13 CAVEAT The various figures of speech blend into each other, and it sometimes is difficult to classify a specific example as definitely metaphor or symbol, symbolism or allegory, understatement or irony, irony or paradox. Often a given example may exemplify two or more figures at once (e.g. “wire and wood” in “The Guitarist Tunes Up” =synecdoche and personification). The important consideration in reading poetry is not that we classify figures definitely but that we construe them correctly.
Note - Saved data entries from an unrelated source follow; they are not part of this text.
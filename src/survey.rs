//! Survey aggregate: versions, units, code lists, schema, and the UI tree.
//!
//! DESIGN
//! ======
//! A survey hydrates in one pass from [`crate::wire::SurveyJson`] and never
//! fails on dangling ids; bad references degrade at lookup time with a
//! warning so one stale link cannot reject a whole payload. Version
//! applicability is ordinal: versions are declared oldest to newest, and a
//! definition is applicable when its since bound (inclusive) sits at or
//! before the queried version and its deprecated bound (exclusive) after it.

#[cfg(test)]
#[path = "survey_test.rs"]
mod survey_test;

use crate::schema::{CodeList, CodeListId, DefinitionId, Schema, UnitId, VersionId};
use crate::ui::configuration::UiConfiguration;
use crate::wire::{SurveyJson, UnitJson, VersionJson};

/// Unique identifier for a survey.
pub type SurveyId = i64;

/// A declared survey form version.
#[derive(Clone, Debug, PartialEq)]
pub struct SurveyVersion {
    /// Unique version identifier.
    pub id: VersionId,
    /// Internal version name.
    pub name: String,
    /// Human-readable label, if any.
    pub label: Option<String>,
}

impl SurveyVersion {
    fn from_json(json: &VersionJson) -> Self {
        Self {
            id: json.id,
            name: json.name.clone(),
            label: json.label.clone(),
        }
    }
}

/// A measurement unit usable by numeric attributes.
#[derive(Clone, Debug, PartialEq)]
pub struct Unit {
    /// Unique unit identifier.
    pub id: UnitId,
    /// Internal unit name.
    pub name: String,
    /// Human-readable label, if any.
    pub label: Option<String>,
    /// Short display form, if any.
    pub abbreviation: Option<String>,
}

impl Unit {
    fn from_json(json: &UnitJson) -> Self {
        Self {
            id: json.id,
            name: json.name.clone(),
            label: json.label.clone(),
            abbreviation: json.abbreviation.clone(),
        }
    }
}

/// A fully hydrated survey: the context UI nodes and records resolve against.
#[derive(Clone, Debug, PartialEq)]
pub struct Survey {
    /// Unique survey identifier.
    pub id: SurveyId,
    /// Internal survey name.
    pub name: String,
    /// Entity/attribute definitions, indexed by id.
    pub schema: Schema,
    /// Form versions in declared oldest-to-newest order.
    pub versions: Vec<SurveyVersion>,
    /// Measurement units referenced by numeric attributes.
    pub units: Vec<Unit>,
    /// Code lists referenced by code attributes.
    pub code_lists: Vec<CodeList>,
    /// Designed form layouts.
    pub ui: UiConfiguration,
}

impl Survey {
    /// Hydrate a survey from its designer payload.
    #[must_use]
    pub fn from_json(json: &SurveyJson) -> Self {
        Self {
            id: json.id,
            name: json.name.clone(),
            schema: Schema::from_json(&json.schema),
            versions: json.versions.iter().map(SurveyVersion::from_json).collect(),
            units: json.units.iter().map(Unit::from_json).collect(),
            code_lists: json.code_lists.iter().map(CodeList::from_json).collect(),
            ui: match &json.ui_configuration {
                Some(ui) => UiConfiguration::from_json(ui),
                None => UiConfiguration::default(),
            },
        }
    }

    /// Ordinal position of a version in the declared oldest-to-newest order.
    #[must_use]
    pub fn version_ordinal(&self, id: VersionId) -> Option<usize> {
        self.versions.iter().position(|version| version.id == id)
    }

    /// Look up a version by id.
    #[must_use]
    pub fn version_by_id(&self, id: VersionId) -> Option<&SurveyVersion> {
        self.versions.iter().find(|version| version.id == id)
    }

    /// Look up a measurement unit by id.
    #[must_use]
    pub fn unit_by_id(&self, id: UnitId) -> Option<&Unit> {
        self.units.iter().find(|unit| unit.id == id)
    }

    /// Look up a code list by id.
    #[must_use]
    pub fn code_list_by_id(&self, id: CodeListId) -> Option<&CodeList> {
        self.code_lists.iter().find(|list| list.id == id)
    }

    /// Whether a schema definition is applicable in the given version.
    ///
    /// A definition without version bounds is applicable everywhere. An
    /// unknown definition or version id logs a warning and reports not
    /// applicable; a bound referencing an unknown version drops that bound
    /// instead of failing the whole check.
    #[must_use]
    pub fn definition_in_version(&self, definition_id: DefinitionId, version: VersionId) -> bool {
        let Some(definition) = self.schema.definition_by_id(definition_id) else {
            tracing::warn!(definition_id, "version check against a definition missing from the schema");
            return false;
        };
        let Some(ordinal) = self.version_ordinal(version) else {
            tracing::warn!(version_id = version, "version check against a version missing from the survey");
            return false;
        };

        if let Some(since) = definition.since_version_id() {
            match self.version_ordinal(since) {
                Some(since_ordinal) if ordinal < since_ordinal => return false,
                Some(_) => {}
                None => {
                    tracing::warn!(definition_id, since_version_id = since, "definition references an unknown since version");
                }
            }
        }
        if let Some(deprecated) = definition.deprecated_version_id() {
            match self.version_ordinal(deprecated) {
                Some(deprecated_ordinal) if ordinal >= deprecated_ordinal => return false,
                Some(_) => {}
                None => {
                    tracing::warn!(definition_id, deprecated_version_id = deprecated, "definition references an unknown deprecated version");
                }
            }
        }
        true
    }
}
14 PURPOSES FOR FIGURATIVE LANGUAGE
Affords us imaginative pleasure; imagination = the faculty of mind that proceeds by sudden leaps from one point to another Brings additional imagery, making the abstract concrete; multiplying the sense appeal Adding emotional intensity; conveying attitudes along with information Means of concentration; a way of saying much in brief compass

15 EXAMPLES – literal or figurative?
1. O tenderly the haughty day Fills his blue urn with fire. 2. It is with words as with sunbeams—the more they are condensed, the deeper they burn 3. The pen is mightier than the sword 4. The strongest oaths are straw To the fire i’ the blood. 5. The Cambridge ladies Live in furnished souls 6. Dorothy’s eyes, with their long brown lashes, looked very much like her mother’s. 7. The tawny-hided desert crouches watching her. 8. Let us eat and drink, for tomorrow we shall die. 9. Let us eat and drink, for tomorrow we may die.